──────── RECORDS FOR THE EXERCISE

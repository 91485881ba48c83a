//! Allowed language identifiers.
//!
//! The built-in list is the closed set of folder names a translation tree may
//! contain. A config file can replace it at start-up; after that the set is
//! never mutated.

use crate::error::{Error, Result};
use regex::Regex;
use std::sync::OnceLock;

/// Built-in allowed language folders, in check order.
pub const ALLOWED_LANGUAGES: &[&str] = &[
    "ar", "bg", "zh-cn", "zh-tw", "cs", "da", "nl", "en", "fi", "fr", "de", "el", "hu", "it",
    "ja", "ko", "no", "en-pt", "pl", "pt", "pt-br", "ro", "ru", "es", "es-419", "sv", "th", "tr",
    "uk", "vn",
];

/// Language every other folder is compared against unless overridden.
pub const DEFAULT_REFERENCE: &str = "en";

fn code_pattern() -> &'static Regex {
    static RE: OnceLock<Regex> = OnceLock::new();
    RE.get_or_init(|| Regex::new(r"^[a-z]{2,3}(-[a-z0-9]{2,4})?$").expect("valid language regex"))
}

/// Returns true when `code` looks like a language folder name (`xx`, `xx-yy`, `es-419`).
pub fn is_well_formed(code: &str) -> bool {
    code_pattern().is_match(code)
}

#[derive(Debug, Clone, PartialEq, Eq)]
/// Ordered, duplicate-free set of allowed language identifiers.
pub struct LanguageSet {
    codes: Vec<String>,
}

impl LanguageSet {
    pub fn builtin() -> Self {
        Self {
            codes: ALLOWED_LANGUAGES.iter().map(|c| c.to_string()).collect(),
        }
    }

    /// Build a set from user-supplied codes, keeping first-seen order.
    ///
    /// Every code must be well formed; duplicates collapse silently.
    pub fn from_codes<I, S>(codes: I) -> Result<Self>
    where
        I: IntoIterator<Item = S>,
        S: AsRef<str>,
    {
        let mut out: Vec<String> = Vec::new();
        for code in codes {
            let code = code.as_ref().trim();
            if !is_well_formed(code) {
                return Err(Error::InvalidLanguage(code.to_string()));
            }
            if !out.iter().any(|c| c == code) {
                out.push(code.to_string());
            }
        }
        Ok(Self { codes: out })
    }

    pub fn contains(&self, code: &str) -> bool {
        self.codes.iter().any(|c| c == code)
    }

    pub fn iter(&self) -> impl Iterator<Item = &str> {
        self.codes.iter().map(String::as_str)
    }

    /// Languages checked against `reference`, i.e. every member except it.
    pub fn others<'a>(&'a self, reference: &'a str) -> impl Iterator<Item = &'a str> {
        self.iter().filter(move |c| *c != reference)
    }

    pub fn len(&self) -> usize {
        self.codes.len()
    }

    pub fn is_empty(&self) -> bool {
        self.codes.is_empty()
    }
}

impl Default for LanguageSet {
    fn default() -> Self {
        Self::builtin()
    }
}

#[cfg(test)]
mod tests {
    use super::*;

    #[test]
    fn test_builtin_codes_are_well_formed() {
        let set = LanguageSet::builtin();
        assert_eq!(set.len(), ALLOWED_LANGUAGES.len());
        assert!(set.iter().all(is_well_formed));
        assert!(set.contains("zh-cn"));
        assert!(set.contains("es-419"));
        assert!(!set.contains("xx"));
    }

    #[test]
    fn test_from_codes_dedups_and_keeps_order() {
        let set = LanguageSet::from_codes(["fr", "en", "fr", " de "]).unwrap();
        assert_eq!(set.iter().collect::<Vec<_>>(), vec!["fr", "en", "de"]);
        assert_eq!(set.others("en").collect::<Vec<_>>(), vec!["fr", "de"]);
    }

    #[test]
    fn test_from_codes_rejects_malformed() {
        let err = LanguageSet::from_codes(["en", "EN_us"]).unwrap_err();
        assert!(matches!(err, Error::InvalidLanguage(ref c) if c == "EN_us"));
        assert!(LanguageSet::from_codes(["../en"]).is_err());
    }
}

────────────────

*EXERCISE DETAILS*: Here the job is to transcribe the lines from the first line of the data through the line containing "in check order.", inclusive, exactly and with nothing else.

*WRITTEN RESPONSE*:
repository 91485881ba48c83a
//! Allowed language identifiers.
//!
//! The built-in list is the closed set of folder names a translation tree may
//! contain. A config file can replace it at start-up; after that the set is
//! never mutated.

use crate::error::{Error, Result};
use regex::Regex;
use std::sync::OnceLock;

/// Built-in allowed language folders, in check order.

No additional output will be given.